There is no doubt whatever in Fuller’s mind that the whole development of modern science and technology has resulted from a willingness on the part of a very few men to sail into the wind of tradition, to trust in their own intellect, and to take advantage of their natural mobility. According to Fuller, the influence of this tiny minority, the navigator-priests of pre-history who ventured into the outlaw area and returned with the new wealth that was knowledge, was always far greater than that of the kings or other rulers to whom they were officially subject, and the situation is no different today; it is modern technology, rather than political leadership, that directs the real movement of contemporary history. ‘‘Take away the energy-distributing networks and the industrial machinery from America, Russia, and all the world’s industrialized countries, and within six months over two billion swiftly and painfully deteriorating people will starve to death,’’ he has written. ‘‘Take away the politicians, all the ideologies and their professional protagonists from those same countries and leave them their present energy networks, industrial machinery, routine production, and distribution personnel, and no more humans will starve nor be afflicted in health than at present.’’
The colossal irony of our time, of course, is that the scientific knowledge that has made utopia possible has also made world suicide a distinctly plausible alternative. As Fuller once put it, ‘‘Either war is obsolete or men are.’’ The issue will be decided one way or another within the next thirty years, he believes—but not by the politicians. Much as the political leaders in Russia and America might like to divert science and technology from weaponry to livingry, they are prevented from doing so by the opposition leaders within their own systems, who would use any relaxation of the national military posture as evidence of weakness or treason. ‘‘It comes to those who discover it, all round the world, as a dismaying shock, to realize that continuation of the weapons race and of cold and hot warring are motivated only by intramural party fears of local political disasters,’’ Fuller wrote last spring. ‘‘The world’s political fate does not rest with leaders at the summit, expressing the will of world people, but with the local ambitions and fears of lower-echelon political machines, within the major weapons-possessing nations, whose vacillation is accompanied by an increasing spread of the atomic weapons-possessing nations. . . . All political machine professionals of all political states will always oppose loss of sovereignty for their own state. Solution of the impasse, if it comes at all, must clearly come from other than political initiative.’’
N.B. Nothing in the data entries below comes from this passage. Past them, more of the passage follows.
// self
use crate::obs::RenewalPhase;

/// Records a phase transition via the global metrics recorder (when enabled).
pub fn record_renewal_phase(phase: RenewalPhase) {
	#[cfg(feature = "metrics")]
	{
		metrics::counter!("reauth_gate_renewal_total", "phase" => phase.as_str()).increment(1);
	}

	#[cfg(not(feature = "metrics"))]
	{
		let _ = phase;
	}
}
Fuller is sure that the solution can come only from a design revolution to be carried out by today’s students. Time after time during my stay on Bear Island, he returned to the subject of the student movement, on which he pins all his hopes for the future, and he returned to it once more in the last conversation I had with him before leaving. We had gone for a swim that morning, and were thawing out on the warm rocks and talking about automation. Fuller has a lot of thoughts about automation (which he prophesied many years ago), and he has recently published a little book called ‘‘Education Automation’’ (Southern Illinois University Press), about coming changes in the educational process, that is creating quite a stir in academic circles. The essence of his theory is that education will be the major industry of the future, for automation increasingly will make the old concept of work obsolete and everyone will spend more and more of his nonleisure time in research and reeducation to keep up with a constantly accelerating technology. ‘‘Everybody will be going back to school periodically,’’ he told me.
‘‘But, of course, the university itself won’t be anything like what it is now. We’ll get rid of all the teachers who are just holding on to their jobs in order to eat—all the deadwood, which is the biggest problem in a university anyhow. The deadwood will get fellowships to study or work on their own, and TV will come in to take over most of the actual teaching. There will be a large technical staff making documentary movies. The university is going to become a really marvellous industry, with tools like individually selected and articulated two-way TV that will permit any student anywhere in the world to select from a vast stockpile of documentaries on any subject and watch it over his own TV set at home. The individual is going to study mainly at home. And the great teachers won’t have to spend their time delivering the same lectures over and over, because they’ll put them on film. The teachers and scholars will be free to spend their time developing more and more knowledge about man’s whole experience—past, present, and future.’’
‘‘But what about the students?’’ I asked. ‘‘How will they react to being cast adrift in a world of impersonal educational machinery? Isn’t part of the answer implied in the recent disorders at modern multiversities such as U.C.L.A.?’’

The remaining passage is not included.